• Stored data
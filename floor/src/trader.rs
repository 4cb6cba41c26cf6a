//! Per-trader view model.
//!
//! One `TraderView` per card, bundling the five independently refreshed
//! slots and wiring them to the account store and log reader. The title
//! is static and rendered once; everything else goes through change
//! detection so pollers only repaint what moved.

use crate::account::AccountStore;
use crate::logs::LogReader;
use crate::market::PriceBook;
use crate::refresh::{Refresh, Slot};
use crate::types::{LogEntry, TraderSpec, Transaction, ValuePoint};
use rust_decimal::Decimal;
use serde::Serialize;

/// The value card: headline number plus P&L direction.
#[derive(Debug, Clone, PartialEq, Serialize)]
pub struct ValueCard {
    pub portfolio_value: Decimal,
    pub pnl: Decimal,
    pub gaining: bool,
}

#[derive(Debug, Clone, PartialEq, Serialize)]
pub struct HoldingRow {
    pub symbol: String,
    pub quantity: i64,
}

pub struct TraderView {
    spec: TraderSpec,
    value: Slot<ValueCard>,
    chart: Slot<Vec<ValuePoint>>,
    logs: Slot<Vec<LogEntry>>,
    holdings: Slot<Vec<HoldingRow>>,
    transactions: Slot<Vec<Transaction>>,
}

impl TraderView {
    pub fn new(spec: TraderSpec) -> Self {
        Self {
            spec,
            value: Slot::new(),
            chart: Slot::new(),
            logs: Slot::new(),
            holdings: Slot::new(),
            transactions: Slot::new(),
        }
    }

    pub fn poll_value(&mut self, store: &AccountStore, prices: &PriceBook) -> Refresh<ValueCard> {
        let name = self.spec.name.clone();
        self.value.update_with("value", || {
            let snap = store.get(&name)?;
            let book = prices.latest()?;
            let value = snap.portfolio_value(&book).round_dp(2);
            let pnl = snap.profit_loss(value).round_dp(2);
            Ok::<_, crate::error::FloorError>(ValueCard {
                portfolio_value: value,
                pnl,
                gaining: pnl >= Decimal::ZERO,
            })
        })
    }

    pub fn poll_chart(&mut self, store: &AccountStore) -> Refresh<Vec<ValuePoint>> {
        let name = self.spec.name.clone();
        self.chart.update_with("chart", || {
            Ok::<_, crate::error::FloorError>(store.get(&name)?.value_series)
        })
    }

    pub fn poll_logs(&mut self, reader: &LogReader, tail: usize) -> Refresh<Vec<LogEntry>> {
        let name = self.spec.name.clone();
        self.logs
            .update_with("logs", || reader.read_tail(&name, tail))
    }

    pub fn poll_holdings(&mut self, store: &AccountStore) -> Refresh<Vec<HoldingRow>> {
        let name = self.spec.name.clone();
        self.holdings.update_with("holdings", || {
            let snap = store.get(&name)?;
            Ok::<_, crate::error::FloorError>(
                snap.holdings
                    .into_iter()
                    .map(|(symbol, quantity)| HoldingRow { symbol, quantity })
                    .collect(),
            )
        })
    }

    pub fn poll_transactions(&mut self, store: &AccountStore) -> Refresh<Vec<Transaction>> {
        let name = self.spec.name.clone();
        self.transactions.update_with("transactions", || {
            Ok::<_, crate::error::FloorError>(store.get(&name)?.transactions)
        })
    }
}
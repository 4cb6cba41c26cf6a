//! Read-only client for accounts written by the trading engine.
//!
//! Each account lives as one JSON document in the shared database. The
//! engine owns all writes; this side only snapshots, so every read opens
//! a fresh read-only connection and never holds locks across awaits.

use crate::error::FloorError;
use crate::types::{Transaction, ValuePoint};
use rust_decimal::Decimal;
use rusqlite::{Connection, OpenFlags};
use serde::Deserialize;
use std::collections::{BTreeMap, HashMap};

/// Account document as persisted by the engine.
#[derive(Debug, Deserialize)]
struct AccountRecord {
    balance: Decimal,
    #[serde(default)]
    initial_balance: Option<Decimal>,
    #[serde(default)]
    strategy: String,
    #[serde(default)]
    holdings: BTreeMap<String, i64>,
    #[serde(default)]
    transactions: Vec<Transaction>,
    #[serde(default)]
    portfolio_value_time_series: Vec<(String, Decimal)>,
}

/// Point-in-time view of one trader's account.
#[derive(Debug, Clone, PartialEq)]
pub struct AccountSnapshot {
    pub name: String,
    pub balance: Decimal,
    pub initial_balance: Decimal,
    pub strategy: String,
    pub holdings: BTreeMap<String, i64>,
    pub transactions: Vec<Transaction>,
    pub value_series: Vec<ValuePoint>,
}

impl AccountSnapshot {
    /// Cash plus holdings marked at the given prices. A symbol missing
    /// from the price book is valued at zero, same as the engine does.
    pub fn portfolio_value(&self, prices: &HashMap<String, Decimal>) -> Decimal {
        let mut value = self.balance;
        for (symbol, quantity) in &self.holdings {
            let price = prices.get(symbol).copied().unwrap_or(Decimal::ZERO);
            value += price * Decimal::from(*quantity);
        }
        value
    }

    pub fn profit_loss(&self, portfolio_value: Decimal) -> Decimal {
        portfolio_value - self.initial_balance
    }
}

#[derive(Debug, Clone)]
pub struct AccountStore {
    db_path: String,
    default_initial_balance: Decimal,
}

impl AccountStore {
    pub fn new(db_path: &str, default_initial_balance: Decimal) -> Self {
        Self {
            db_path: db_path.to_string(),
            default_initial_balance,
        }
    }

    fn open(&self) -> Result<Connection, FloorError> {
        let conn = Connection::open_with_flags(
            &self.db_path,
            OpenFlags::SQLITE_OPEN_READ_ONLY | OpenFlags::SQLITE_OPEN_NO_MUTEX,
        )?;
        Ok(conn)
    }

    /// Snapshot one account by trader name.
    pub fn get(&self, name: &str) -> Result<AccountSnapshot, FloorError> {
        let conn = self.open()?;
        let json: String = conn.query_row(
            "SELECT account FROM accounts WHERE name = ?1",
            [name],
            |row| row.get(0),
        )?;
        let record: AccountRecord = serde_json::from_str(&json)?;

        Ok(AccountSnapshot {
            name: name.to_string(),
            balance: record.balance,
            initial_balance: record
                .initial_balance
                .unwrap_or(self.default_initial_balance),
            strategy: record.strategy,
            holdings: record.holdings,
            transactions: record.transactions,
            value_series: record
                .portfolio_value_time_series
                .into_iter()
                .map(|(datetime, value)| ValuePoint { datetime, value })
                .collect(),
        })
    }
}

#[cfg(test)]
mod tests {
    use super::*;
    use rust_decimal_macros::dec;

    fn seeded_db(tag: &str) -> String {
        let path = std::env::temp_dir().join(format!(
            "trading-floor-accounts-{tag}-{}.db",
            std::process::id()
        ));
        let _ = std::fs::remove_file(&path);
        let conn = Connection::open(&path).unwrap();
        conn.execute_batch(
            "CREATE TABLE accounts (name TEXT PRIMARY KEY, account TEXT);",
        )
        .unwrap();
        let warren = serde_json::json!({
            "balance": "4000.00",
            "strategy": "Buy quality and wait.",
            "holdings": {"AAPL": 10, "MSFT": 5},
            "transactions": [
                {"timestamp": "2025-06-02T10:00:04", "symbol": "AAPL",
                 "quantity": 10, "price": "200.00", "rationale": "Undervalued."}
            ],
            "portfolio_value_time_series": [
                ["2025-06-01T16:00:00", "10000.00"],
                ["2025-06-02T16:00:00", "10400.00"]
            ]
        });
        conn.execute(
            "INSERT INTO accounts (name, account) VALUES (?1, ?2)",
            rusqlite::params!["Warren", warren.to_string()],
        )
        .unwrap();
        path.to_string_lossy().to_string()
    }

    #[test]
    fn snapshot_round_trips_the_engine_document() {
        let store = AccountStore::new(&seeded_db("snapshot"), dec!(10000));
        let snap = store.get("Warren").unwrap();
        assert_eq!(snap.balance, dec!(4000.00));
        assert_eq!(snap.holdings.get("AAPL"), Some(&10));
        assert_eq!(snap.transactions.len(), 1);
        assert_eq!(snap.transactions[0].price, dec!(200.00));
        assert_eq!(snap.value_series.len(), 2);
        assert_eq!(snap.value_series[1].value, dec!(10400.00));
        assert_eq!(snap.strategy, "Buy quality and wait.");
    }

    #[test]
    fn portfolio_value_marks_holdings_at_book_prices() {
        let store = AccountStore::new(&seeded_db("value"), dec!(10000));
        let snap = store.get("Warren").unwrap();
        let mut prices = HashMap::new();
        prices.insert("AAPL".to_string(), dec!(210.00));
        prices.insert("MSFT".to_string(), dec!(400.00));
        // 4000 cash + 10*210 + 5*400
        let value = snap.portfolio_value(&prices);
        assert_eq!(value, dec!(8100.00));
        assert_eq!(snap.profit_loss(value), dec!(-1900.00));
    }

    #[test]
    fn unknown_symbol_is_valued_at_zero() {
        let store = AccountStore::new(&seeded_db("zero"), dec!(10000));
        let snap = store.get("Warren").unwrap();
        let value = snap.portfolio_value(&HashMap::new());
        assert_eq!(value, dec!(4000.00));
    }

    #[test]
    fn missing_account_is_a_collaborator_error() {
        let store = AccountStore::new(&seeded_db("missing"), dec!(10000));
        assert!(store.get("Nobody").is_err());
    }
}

• Assignment
Find the word "LogEntry" in the records, and report each line that has it.

• Answer to the exercise
use crate::types::{LogEntry, TraderSpec, Transaction, ValuePoint};
    logs: Slot<Vec<LogEntry>>,
    pub fn poll_logs(&mut self, reader: &LogReader, tail: usize) -> Refresh<Vec<LogEntry>> {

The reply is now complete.